**Exercise directions:** Go through the data below line by line and report how many lines contain "StateStore", giving only that figure.

**Supplied data:**
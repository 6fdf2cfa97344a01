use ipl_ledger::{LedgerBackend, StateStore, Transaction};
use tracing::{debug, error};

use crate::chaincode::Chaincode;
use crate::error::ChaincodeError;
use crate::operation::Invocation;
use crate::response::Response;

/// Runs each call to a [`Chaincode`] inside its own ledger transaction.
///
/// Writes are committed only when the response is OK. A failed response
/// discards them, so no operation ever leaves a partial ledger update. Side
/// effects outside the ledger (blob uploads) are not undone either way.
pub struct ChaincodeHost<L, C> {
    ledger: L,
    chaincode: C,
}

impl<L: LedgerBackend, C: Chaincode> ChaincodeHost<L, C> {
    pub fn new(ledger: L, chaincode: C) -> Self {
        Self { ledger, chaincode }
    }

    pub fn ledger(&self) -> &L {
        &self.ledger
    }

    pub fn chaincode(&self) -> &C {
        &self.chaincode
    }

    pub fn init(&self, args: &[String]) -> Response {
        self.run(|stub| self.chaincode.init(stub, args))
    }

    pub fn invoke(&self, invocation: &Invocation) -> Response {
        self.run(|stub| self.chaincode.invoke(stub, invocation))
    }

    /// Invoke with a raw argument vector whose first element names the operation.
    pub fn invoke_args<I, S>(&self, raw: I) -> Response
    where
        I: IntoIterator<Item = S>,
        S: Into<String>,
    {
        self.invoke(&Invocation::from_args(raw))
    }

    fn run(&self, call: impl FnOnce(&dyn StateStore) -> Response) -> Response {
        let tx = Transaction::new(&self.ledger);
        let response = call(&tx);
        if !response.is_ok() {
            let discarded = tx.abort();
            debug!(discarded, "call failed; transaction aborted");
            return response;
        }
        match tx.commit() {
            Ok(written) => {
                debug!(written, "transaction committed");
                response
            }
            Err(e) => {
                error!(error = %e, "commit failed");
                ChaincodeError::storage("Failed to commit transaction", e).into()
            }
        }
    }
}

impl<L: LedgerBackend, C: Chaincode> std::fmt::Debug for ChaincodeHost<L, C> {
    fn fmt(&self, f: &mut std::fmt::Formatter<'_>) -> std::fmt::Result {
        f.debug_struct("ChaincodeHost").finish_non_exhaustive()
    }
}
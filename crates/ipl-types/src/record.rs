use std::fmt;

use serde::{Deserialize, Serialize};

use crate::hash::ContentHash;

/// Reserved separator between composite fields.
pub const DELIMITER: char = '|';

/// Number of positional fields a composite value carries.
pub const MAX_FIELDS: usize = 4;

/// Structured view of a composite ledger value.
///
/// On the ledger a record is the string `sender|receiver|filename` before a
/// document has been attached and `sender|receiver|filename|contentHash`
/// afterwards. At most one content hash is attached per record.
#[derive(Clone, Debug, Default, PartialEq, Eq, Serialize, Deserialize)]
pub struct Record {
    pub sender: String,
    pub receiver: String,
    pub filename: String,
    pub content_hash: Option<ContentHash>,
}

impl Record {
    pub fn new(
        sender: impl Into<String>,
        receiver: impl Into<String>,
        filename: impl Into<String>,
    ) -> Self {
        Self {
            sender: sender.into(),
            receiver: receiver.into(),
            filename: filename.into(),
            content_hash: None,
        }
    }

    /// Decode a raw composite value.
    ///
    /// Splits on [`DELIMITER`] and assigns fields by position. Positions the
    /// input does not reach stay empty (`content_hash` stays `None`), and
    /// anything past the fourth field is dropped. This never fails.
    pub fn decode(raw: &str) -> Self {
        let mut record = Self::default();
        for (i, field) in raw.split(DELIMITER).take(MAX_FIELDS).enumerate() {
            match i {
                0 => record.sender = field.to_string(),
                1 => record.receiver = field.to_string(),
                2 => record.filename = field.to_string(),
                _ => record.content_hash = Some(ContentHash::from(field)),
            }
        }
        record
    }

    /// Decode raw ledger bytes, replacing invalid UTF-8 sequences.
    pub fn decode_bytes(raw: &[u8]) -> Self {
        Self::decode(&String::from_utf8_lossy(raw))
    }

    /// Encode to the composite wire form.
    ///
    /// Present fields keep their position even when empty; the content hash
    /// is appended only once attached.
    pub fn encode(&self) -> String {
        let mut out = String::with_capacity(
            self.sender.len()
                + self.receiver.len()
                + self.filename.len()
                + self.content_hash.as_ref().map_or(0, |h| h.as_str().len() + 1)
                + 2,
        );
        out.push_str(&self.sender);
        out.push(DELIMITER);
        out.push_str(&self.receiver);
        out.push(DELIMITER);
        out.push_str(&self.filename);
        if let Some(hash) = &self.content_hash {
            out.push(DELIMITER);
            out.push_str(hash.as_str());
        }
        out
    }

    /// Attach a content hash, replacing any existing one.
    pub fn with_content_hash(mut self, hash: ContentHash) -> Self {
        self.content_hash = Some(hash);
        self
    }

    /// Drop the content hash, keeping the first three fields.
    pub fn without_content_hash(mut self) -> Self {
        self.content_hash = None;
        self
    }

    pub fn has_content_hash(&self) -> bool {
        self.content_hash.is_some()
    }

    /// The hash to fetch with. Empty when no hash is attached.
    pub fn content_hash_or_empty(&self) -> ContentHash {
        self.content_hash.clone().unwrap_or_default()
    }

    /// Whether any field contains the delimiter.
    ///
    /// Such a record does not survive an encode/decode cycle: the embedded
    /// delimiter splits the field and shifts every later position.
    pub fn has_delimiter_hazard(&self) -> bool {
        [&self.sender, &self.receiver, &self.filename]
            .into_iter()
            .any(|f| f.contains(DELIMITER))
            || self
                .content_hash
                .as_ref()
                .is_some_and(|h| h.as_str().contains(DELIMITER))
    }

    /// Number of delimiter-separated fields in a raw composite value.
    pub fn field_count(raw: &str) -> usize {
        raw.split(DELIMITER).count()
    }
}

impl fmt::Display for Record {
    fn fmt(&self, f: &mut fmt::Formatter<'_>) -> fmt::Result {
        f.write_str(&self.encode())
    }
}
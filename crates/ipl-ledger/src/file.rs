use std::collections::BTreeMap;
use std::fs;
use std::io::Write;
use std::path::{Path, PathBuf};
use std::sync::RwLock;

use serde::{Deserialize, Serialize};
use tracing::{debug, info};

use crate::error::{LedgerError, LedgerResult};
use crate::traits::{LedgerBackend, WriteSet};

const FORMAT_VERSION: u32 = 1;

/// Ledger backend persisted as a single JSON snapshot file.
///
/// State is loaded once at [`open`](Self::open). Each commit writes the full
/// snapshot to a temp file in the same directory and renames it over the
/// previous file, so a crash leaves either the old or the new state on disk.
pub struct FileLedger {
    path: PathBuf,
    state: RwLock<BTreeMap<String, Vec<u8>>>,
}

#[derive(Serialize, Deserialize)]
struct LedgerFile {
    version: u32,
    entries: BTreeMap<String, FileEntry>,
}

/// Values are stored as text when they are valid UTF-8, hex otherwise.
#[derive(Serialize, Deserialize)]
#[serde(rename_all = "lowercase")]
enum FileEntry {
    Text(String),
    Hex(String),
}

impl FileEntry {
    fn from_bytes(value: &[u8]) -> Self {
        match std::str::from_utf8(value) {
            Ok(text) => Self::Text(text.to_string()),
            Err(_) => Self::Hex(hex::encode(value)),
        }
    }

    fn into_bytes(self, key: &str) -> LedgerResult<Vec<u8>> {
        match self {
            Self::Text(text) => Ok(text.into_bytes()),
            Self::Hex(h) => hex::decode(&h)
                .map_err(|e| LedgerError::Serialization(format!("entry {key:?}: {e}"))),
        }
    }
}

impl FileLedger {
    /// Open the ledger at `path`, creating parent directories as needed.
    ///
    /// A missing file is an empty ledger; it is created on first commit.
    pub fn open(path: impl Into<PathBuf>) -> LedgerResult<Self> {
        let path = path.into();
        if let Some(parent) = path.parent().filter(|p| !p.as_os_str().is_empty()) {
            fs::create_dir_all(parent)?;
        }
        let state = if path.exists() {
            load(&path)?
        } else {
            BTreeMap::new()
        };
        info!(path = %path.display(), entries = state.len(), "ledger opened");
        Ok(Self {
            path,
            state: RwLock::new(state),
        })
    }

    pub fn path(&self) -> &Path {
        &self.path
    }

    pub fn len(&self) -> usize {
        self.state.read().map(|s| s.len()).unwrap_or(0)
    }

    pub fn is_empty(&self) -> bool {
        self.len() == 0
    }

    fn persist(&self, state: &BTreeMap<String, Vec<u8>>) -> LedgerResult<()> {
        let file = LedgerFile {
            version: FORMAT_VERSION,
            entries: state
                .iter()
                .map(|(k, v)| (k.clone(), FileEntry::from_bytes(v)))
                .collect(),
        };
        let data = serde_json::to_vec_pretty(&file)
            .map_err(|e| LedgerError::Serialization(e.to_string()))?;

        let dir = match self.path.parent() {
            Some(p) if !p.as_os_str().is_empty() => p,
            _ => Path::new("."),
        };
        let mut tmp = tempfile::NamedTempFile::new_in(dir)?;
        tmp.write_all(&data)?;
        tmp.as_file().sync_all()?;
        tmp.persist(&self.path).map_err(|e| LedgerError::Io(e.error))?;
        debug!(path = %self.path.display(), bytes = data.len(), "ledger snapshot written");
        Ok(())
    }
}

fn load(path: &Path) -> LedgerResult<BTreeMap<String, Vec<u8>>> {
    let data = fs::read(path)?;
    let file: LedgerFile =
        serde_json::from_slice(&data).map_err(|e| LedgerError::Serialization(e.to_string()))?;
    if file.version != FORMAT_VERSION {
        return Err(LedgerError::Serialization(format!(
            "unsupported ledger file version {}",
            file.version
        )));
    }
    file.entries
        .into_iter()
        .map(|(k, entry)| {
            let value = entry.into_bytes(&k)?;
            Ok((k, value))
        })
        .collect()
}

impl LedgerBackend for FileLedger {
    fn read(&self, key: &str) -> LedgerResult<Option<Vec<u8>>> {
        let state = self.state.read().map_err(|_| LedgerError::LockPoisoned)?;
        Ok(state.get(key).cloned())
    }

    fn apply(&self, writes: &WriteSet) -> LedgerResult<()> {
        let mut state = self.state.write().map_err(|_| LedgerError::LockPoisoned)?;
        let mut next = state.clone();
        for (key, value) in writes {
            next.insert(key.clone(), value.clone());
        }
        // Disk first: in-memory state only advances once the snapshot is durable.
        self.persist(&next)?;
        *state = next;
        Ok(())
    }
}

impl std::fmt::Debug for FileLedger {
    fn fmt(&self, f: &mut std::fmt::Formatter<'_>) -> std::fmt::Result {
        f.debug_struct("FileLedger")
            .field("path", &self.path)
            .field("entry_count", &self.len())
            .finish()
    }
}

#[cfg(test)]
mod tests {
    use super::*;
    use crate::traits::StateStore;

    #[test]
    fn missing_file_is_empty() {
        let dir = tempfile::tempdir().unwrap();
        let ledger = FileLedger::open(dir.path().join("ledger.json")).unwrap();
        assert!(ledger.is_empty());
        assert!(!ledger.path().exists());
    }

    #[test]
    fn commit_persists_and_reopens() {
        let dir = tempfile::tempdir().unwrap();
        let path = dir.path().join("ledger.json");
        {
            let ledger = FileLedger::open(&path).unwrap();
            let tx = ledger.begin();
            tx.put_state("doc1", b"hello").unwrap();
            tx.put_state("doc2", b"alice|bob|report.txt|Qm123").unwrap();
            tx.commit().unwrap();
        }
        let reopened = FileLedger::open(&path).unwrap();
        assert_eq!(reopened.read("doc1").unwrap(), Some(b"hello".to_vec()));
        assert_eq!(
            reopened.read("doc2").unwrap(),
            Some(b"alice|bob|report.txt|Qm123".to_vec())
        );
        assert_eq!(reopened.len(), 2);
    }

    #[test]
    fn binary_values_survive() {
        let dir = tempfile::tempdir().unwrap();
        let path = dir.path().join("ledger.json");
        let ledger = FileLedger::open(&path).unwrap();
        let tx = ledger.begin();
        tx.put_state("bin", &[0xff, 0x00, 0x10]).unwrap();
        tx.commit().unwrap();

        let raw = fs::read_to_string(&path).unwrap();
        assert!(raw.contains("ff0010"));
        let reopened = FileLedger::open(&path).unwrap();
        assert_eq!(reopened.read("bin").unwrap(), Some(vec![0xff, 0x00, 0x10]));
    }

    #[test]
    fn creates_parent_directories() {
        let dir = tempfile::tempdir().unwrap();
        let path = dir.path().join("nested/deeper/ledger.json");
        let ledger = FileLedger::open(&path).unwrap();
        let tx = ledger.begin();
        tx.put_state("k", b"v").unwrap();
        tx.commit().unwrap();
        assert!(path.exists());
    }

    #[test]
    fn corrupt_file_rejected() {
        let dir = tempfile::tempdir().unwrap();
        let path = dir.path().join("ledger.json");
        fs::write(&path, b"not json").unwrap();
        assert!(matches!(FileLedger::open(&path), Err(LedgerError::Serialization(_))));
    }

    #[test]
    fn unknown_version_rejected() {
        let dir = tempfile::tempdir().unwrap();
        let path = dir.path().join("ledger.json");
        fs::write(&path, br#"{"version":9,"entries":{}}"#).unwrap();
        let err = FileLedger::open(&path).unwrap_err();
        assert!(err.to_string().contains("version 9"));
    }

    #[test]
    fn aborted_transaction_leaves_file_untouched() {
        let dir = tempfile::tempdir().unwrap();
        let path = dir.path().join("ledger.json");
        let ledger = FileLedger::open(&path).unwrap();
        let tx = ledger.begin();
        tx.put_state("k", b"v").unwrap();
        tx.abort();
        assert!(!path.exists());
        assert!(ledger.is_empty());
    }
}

**Solved problem:** 3